Old-school RPGs are notoriously difficult, and Phantasy Star is far from an exception. The first battles are crushingly difficult, and it requires a lot of grinding before Alis is out of danger of death from every encounter. Complicating this further is the fact that one (beautifully animated) sprite represents every monster in a particular group, and thus you have no choice over which you'll attack. If the computer doesn't choose to let you concentrate on one first (and it doesn't, ever), you'll continue to take four or however many hits per round until you've finally gotten all the monsters down to near-death.
First-person dungeons are also a problem for modern gamers used to things like landmarks and having any idea where to go. To use the cliche, break out the graph paper, kids! I feel that if there's anyone out there who played through things like Etrian Odyssey and Shiren the Wanderer and wasn't already a super old-school RPG player is probably sufficiently trained to take on something like Phantasy Star.










Reader Comments (Page 1 of 1)
Silverlotus @ Oct 30th 2008 9:18PM
I would love to see this game on the VC. It was one of my first encounters with RPGs, and I hope I will be able to play it again one day. I had pages of notes for this game, and graphs of the dungeons. It was hard, but I loved every second of it.
laughingman @ Oct 30th 2008 9:49PM
This is definitely one of the best of the classic rpg's. I had a Master System and an NES during the 1980s. and I logged more hours into this game than any other on either system up to that point. It was light-years beyond anything else.
I would buy it the second it came out, and play it for hours. I already have several dozen pages of graph paper anyway, so I'm ready.
In my mind, it's infinitely superior to its sequel. The combat animations and background, in particular. I could never get more than 5 or six hours into PS II, simply because the sound effects and graphics during battle set my teeth on edge. Am I the only one who feels that way?
I would love to see Phantasy Star as much as I would like to see the NES Bard's Tale. Now that's a game I would sink unhealthy amounts of time into.
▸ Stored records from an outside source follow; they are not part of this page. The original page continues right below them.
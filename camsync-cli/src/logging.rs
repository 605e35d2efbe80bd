// ============================================================================
// camsync-cli/src/logging.rs
// ============================================================================
//
// LOGGING SETUP: Console and Per-Run Log File
//
// One fern dispatcher per run: the console gets Info (Debug with
// `--verbose`), the run's log file always gets Debug with timestamps and
// without terminal escape codes.
//
// KEY COMPONENTS:
// - get_timestamp: "YYYYMMDD_HHMMSS" stamp used in log file names
// - log_file_path: `{log_dir}/camsync_{command}_{timestamp}.log`
// - init_logging: Installs the dispatcher

// ---- Internal crate imports ----
use crate::error::{CliErrorContext, CliResult};

// ---- External crate imports ----
use log::LevelFilter;

// ---- Standard library imports ----
use std::path::{Path, PathBuf};

/// Returns the current local timestamp formatted as "YYYYMMDD_HHMMSS".
pub fn get_timestamp() -> String {
    chrono::Local::now().format("%Y%m%d_%H%M%S").to_string()
}

pub fn log_file_path(log_dir: &Path, command: &str) -> PathBuf {
    log_dir.join(format!("camsync_{}_{}.log", command, get_timestamp()))
}

pub fn init_logging(verbose: bool, log_file: &Path) -> CliResult<()> {
    let console_level = if verbose {
        LevelFilter::Debug
    } else {
        LevelFilter::Info
    };

    let console = fern::Dispatch::new()
        .level(console_level)
        .format(|out, message, record| match record.level() {
            log::Level::Error | log::Level::Warn => {
                out.finish(format_args!("{}: {}", record.level(), message))
            }
            _ => out.finish(format_args!("{}", message)),
        })
        .chain(std::io::stderr());

    let file = fern::Dispatch::new()
        .level(LevelFilter::Debug)
        .format(|out, message, record| {
            out.finish(format_args!(
                "{} [{}] {}: {}",
                chrono::Local::now().format("%Y-%m-%d %H:%M:%S%.3f"),
                record.level(),
                record.target(),
                strip_ansi_escapes::strip_str(message.to_string())
            ))
        })
        .chain(fern::log_file(log_file).cli_context(format!(
            "Failed to open log file '{}'",
            log_file.display()
        ))?);

    fern::Dispatch::new()
        .level(LevelFilter::Debug)
        .level_for("ureq", LevelFilter::Warn)
        .level_for("rustls", LevelFilter::Warn)
        .chain(console)
        .chain(file)
        .apply()
        .map_err(|e| camsync_core::CoreError::OperationFailed(format!("Failed to install logger: {}", e)))
}

#[cfg(test)]
mod tests {
    use super::*;

    #[test]
    fn test_log_file_name() {
        let path = log_file_path(Path::new("/logs"), "process");
        let name = path.file_name().and_then(|n| n.to_str()).unwrap();
        assert!(name.starts_with("camsync_process_"));
        assert!(name.ends_with(".log"));
        assert_eq!(get_timestamp().len(), "20240601_123045".len());
    }
}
I might need to get more graph paper, though. *Sigh*
ChibiKawase @ Oct 30th 2008 10:17PM
I concur-- for whatever reason, PSII scaled back on sound effects and battle animations. D:
Hot$auce_Magik @ Oct 31st 2008 8:32AM
I gotta say...I never had any Sega systems, and not that this game brings back a nostalgic memories...but its most definitely 8-bit sound at its best.
Just the music from the videos made me thing of the good 'ol days...
racecar @ Oct 31st 2008 10:40AM
This game made me a master cartographer. It was one of the first games we owned on the SMS when I was a kid. I still will go back and play it on occasion (on my GBA Phantasy Star Collection cart) and I still can't beat it without some graph paper.
Gonzo @ Nov 7th 2008 10:50AM
I have this along with the amazing sequel and the lackluster third installment in a gba cart. That one got me through many horrible commutes.